A may be some part of C

B is some part of C

Therefore, A and B may be the same part of C

I'm researching expressiveness of modal logic, i.e. to what extent modal logic can express the kind of assertions people make using some ordinary, informal language.

The particular relation identified in the argument here seems to divide the population into (mainly) two groups, and broadly equal in size, those who accept the argument as valid, those who do not. However, those who do not, appear for the moment unable to articulate a conclusive rationale in favour of invalidity.

The only substantial rationale for invalidity offered so far is to exhibit an interpretation of A, B and C which keeps both premises true but makes the assertoric version of the conclusion, i.e. "Therefore, A is the same as B", false.

However, I take this to be inconclusive since it doesn't preclude other interpretations of A, B and C that make true the assertoric conclusion "Therefore, A is the same as B". So, A and B may be the same. QED.

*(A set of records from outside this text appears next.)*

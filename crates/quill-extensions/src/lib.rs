//! Extension runtime for Quill.
//!
//! Extensions are loaded during application startup and can register hooks
//! to observe and customize behavior across the host lifecycle, and
//! contribute tools the agent can invoke.
//!
//! The pieces:
//! - the [`Extension`] contract and [`hooks`] surface extensions implement,
//! - the [`loader`] that resolves configured paths to loadable artifacts,
//! - the [`registry`] that indexes extensions and walks hook pipelines,
//! - the [`bridge`] that adapts extension tools to the agent's interface.

use std::path::PathBuf;
use std::sync::Arc;

use async_trait::async_trait;

use quill_core::config::Config;
use quill_core::message::MessageService;
use quill_core::permission::PermissionService;
use quill_core::session::SessionService;

pub mod bridge;
pub mod hooks;
pub mod loader;
pub mod registry;
pub mod trace;

pub use bridge::ExtensionTool;
pub use hooks::HookSet;
pub use loader::{ExtensionLoader, LoadError};
pub use registry::ExtensionRegistry;

/// Metadata describing a loaded extension.
#[derive(Debug, Clone, PartialEq, Eq)]
pub struct ExtensionInfo {
    /// Unique identifier for the extension.
    pub name: String,
    /// Semantic version of the extension.
    pub version: String,
    /// Human-readable description of what the extension does.
    pub description: String,
    /// Extension author or organization.
    pub author: String,
}

/// Core service handles exposed to extensions.
#[derive(Clone)]
pub struct Services {
    pub sessions: Arc<dyn SessionService>,
    pub messages: Arc<dyn MessageService>,
    pub permissions: Arc<dyn PermissionService>,
}

/// Context handed to each extension at initialization.
///
/// Extensions must not retain it past [`Extension::shutdown`].
#[derive(Clone)]
pub struct ExtensionContext {
    /// The application configuration as parsed at startup.
    pub config: Arc<Config>,
    /// Handles to core application services.
    pub services: Services,
    /// The current working directory.
    pub working_dir: PathBuf,
}

/// The contract every extension implements.
///
/// Exactly one instance exists per loaded artifact. Extensions are
/// identified by `info().name`; loading two extensions with the same name
/// is an error.
#[async_trait]
pub trait Extension: Send + Sync {
    /// Metadata about the extension.
    fn info(&self) -> ExtensionInfo;

    /// Called when the extension is loaded, before any hooks are registered.
    async fn init(&self, ctx: &ExtensionContext) -> anyhow::Result<()>;

    /// The hook implementations provided by this extension.
    ///
    /// Leaving a [`HookSet`] slot empty means the extension doesn't
    /// implement that hook group.
    fn hooks(&self) -> HookSet;

    /// Called when the application is shutting down.
    async fn shutdown(&self) -> anyhow::Result<()>;

    /// Tools contributed by this extension. Empty by default.
    fn tools(&self) -> Vec<Arc<dyn ExtensionTool>> {
        Vec::new()
    }
}

/// Host API version baked into the entry declaration.
pub static API_VERSION: &str = env!("CARGO_PKG_VERSION");

/// The entry declaration a loadable artifact exports under the symbol
/// `Extension`.
///
/// `api_version` is compared against the host's [`API_VERSION`] before the
/// constructor runs; a mismatch is a contract error.
pub struct ExtensionDecl {
    pub api_version: &'static str,
    pub create: fn() -> Box<dyn Extension>,
}

/// Export an extension constructor from a `cdylib` artifact.
///
/// ```ignore
/// fn create() -> Box<dyn quill_extensions::Extension> {
///     Box::new(MyExtension::new())
/// }
/// quill_extensions::export_extension!(create);
/// ```
#[macro_export]
macro_rules! export_extension {
    ($create:path) => {
        #[doc(hidden)]
        #[allow(non_upper_case_globals)]
        #[no_mangle]
        pub static Extension: $crate::ExtensionDecl = $crate::ExtensionDecl {
            api_version: $crate::API_VERSION,
            create: $create,
        };
    };
}
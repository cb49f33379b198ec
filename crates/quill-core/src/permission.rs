//! Permission requests and the interactive permission service.

use std::collections::{HashMap, HashSet};
use std::sync::Arc;

use async_trait::async_trait;
use chrono::{DateTime, Utc};
use serde::{Deserialize, Serialize};
use tokio::sync::{oneshot, Mutex};
use tokio_stream::wrappers::BroadcastStream;

use crate::pubsub::{Broker, Event, EventType};

/// Decision returned by an automated permission check.
#[derive(Debug, Clone, Copy, PartialEq, Eq, Serialize, Deserialize)]
#[serde(rename_all = "snake_case")]
pub enum PermissionDecision {
    Allow,
    Deny,
}

/// A permission request issued at a tool decision point.
#[derive(Debug, Clone, Serialize, Deserialize)]
pub struct CreatePermissionRequest {
    pub session_id: String,
    pub tool_call_id: String,
    pub tool_name: String,
    pub description: String,
    pub action: String,
    pub params: serde_json::Value,
    pub path: String,
}

/// A pending request surfaced to the interactive prompt.
#[derive(Debug, Clone, Serialize, Deserialize)]
pub struct PermissionRequest {
    pub id: String,
    #[serde(flatten)]
    pub request: CreatePermissionRequest,
    pub created_at: DateTime<Utc>,
}

/// Permission checkpoint service.
///
/// `request` resolves to whether the tool call may proceed. How a request
/// is resolved (auto-rules, extension hooks, interactive prompt) is up to
/// the implementation and the host wiring around it.
#[async_trait]
pub trait PermissionService: Send + Sync {
    async fn request(&self, req: CreatePermissionRequest) -> bool;

    /// Grant every future request in the given session without prompting.
    async fn auto_approve_session(&self, session_id: &str);

    /// Resolve a pending interactive request.
    async fn grant(&self, request_id: &str, allow: bool);

    /// Subscribe to pending interactive requests.
    fn subscribe(&self) -> BroadcastStream<Event<PermissionRequest>>;
}

/// Default permission service: auto-rules first, then an interactive
/// prompt published over pub/sub and resolved via [`PermissionService::grant`].
pub struct InteractivePermissionService {
    skip_requests: bool,
    allowed_tools: HashSet<String>,
    auto_approved_sessions: Mutex<HashSet<String>>,
    pending: Mutex<HashMap<String, oneshot::Sender<bool>>>,
    broker: Broker<PermissionRequest>,
}

impl InteractivePermissionService {
    pub fn new(skip_requests: bool, allowed_tools: Vec<String>) -> Arc<Self> {
        Arc::new(Self {
            skip_requests,
            allowed_tools: allowed_tools.into_iter().collect(),
            auto_approved_sessions: Mutex::new(HashSet::new()),
            pending: Mutex::new(HashMap::new()),
            broker: Broker::new(),
        })
    }
}

#[async_trait]
impl PermissionService for InteractivePermissionService {
    async fn request(&self, req: CreatePermissionRequest) -> bool {
        if self.skip_requests {
            return true;
        }
        if self.allowed_tools.contains(&req.tool_name) {
            return true;
        }
        if self
            .auto_approved_sessions
            .lock()
            .await
            .contains(&req.session_id)
        {
            return true;
        }

        // Fall through to the interactive prompt.
        let (tx, rx) = oneshot::channel();
        let pending = PermissionRequest {
            id: uuid::Uuid::new_v4().to_string(),
            request: req,
            created_at: Utc::now(),
        };
        self.pending.lock().await.insert(pending.id.clone(), tx);
        self.broker.publish(EventType::Created, pending);

        // A dropped prompt counts as denial.
        rx.await.unwrap_or(false)
    }

    async fn auto_approve_session(&self, session_id: &str) {
        self.auto_approved_sessions
            .lock()
            .await
            .insert(session_id.to_string());
    }

    async fn grant(&self, request_id: &str, allow: bool) {
        if let Some(tx) = self.pending.lock().await.remove(request_id) {
            let _ = tx.send(allow);
        }
    }

    fn subscribe(&self) -> BroadcastStream<Event<PermissionRequest>> {
        self.broker.subscribe()
    }
}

As I see it, there is nothing in the premises that implies that A and B are necessarily different. This in turn implies that they are possibly the same, which is the conclusion of the argument. QED.

Isn't that good enough?

  • Comments are not for extended discussion; this conversation has been moved to chat. – Philip Klöcking Jan 29 '19 at 16:52
  • If you continue to edit the question to rule out answers, it cannot be answered. The form of an explicit quantification usually takes the form "exists A, B, C such that X and Y imply Z". The therefore makes this strange. There clearly do exist such sets. This is no longer vague. It is now just confusing. – user9166 Jan 31 '19 at 8:19

Using Harry Gensler's inference rules one can show as the OP mentions that the argument is invalid. Gensler defines validity in the expected way (page 3):

An argument is valid if it would be contradictory (impossible) to have the premises all true and conclusion false.

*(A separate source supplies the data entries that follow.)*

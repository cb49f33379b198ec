//! Example Quill extension.
//!
//! Demonstrates the two most common extension shapes: contributing a tool
//! (`hello`) and auto-approving permission requests for read-only tools.
//!
//! Build with `cargo build -p hello-extension`, then point the `plugins`
//! config key at the produced dynamic library:
//!
//! ```json5
//! { "plugins": ["./target/debug/libhello_extension.so"] }
//! ```

use std::collections::HashSet;
use std::sync::Arc;

use async_trait::async_trait;
use tokio_util::sync::CancellationToken;

use quill_sdk::{
    allow, no_decision, CreatePermissionRequest, Extension, ExtensionInfo, HookSet,
    PermissionDecision, PermissionHook, SimpleExtension, SimpleTool, ToolResponse,
};

struct ReadOnlyApprover {
    read_only_tools: HashSet<&'static str>,
}

#[async_trait]
impl PermissionHook for ReadOnlyApprover {
    async fn on_permission_request(
        &self,
        _cancel: &CancellationToken,
        request: &CreatePermissionRequest,
    ) -> anyhow::Result<Option<PermissionDecision>> {
        if self.read_only_tools.contains(request.tool_name.as_str()) {
            return Ok(allow());
        }
        if request.action.to_lowercase().contains("read") {
            return Ok(allow());
        }
        Ok(no_decision())
    }
}

fn create() -> Box<dyn Extension> {
    let mut ext = SimpleExtension::new(ExtensionInfo {
        name: "hello-world".into(),
        version: "1.0.0".into(),
        description: "Adds a hello tool and auto-approves read-only tools".into(),
        author: "Quill Examples".into(),
    });

    ext.set_hooks(HookSet::new().with_permission(Arc::new(ReadOnlyApprover {
        read_only_tools: HashSet::from(["view", "glob", "grep", "ls", "fetch"]),
    })));

    ext.add_tool(Arc::new(SimpleTool::new(
        "hello",
        "Says hello to the specified person. A demonstration tool from the hello-world extension.",
        serde_json::json!({
            "type": "object",
            "properties": {
                "name": {
                    "type": "string",
                    "description": "The name of the person to greet"
                },
                "formal": {
                    "type": "boolean",
                    "description": "Whether to use a formal greeting"
                }
            }
        }),
        vec!["name".into()],
        |call| {
            Box::pin(async move {
                #[derive(serde::Deserialize)]
                struct Input {
                    name: String,
                    #[serde(default)]
                    formal: bool,
                }

                let input: Input = match serde_json::from_str(&call.input) {
                    Ok(input) => input,
                    Err(e) => return Ok(ToolResponse::error(format!("invalid input: {e}"))),
                };

                let greeting = if input.formal {
                    format!(
                        "Good day, {}. It is a pleasure to make your acquaintance.",
                        input.name
                    )
                } else {
                    format!("Hey {}!", input.name)
                };

                Ok(ToolResponse::text(greeting))
            })
        },
    )));

    Box::new(ext)
}

quill_extensions::export_extension!(create);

The following argument attempts to show validity:

* 1    ◇(A ⊂ C)
  2    ◻(B ⊂ C)
    [∴ ◇(A ≡ B)
* 3    asm: ~◇(A ≡ B)
  4    ∴ ◻~(A ≡ B) [from 3]
  5    W ∴ (A ⊂ C) [from 1]
  6    W ∴ (B ⊂ C) [from 2]
  7    W ∴ ~(A ≡ B) [from 4]

Since I reached no contradiction I construct a refutation of the argument. This shows the invalidity of the argument. I note there is only one possible world and the premises are true (lines 5 and 6) in that world but the conclusion from line 7 is false when A does not equal B which could occur if A is the null set and B is equal to the non-empty set C.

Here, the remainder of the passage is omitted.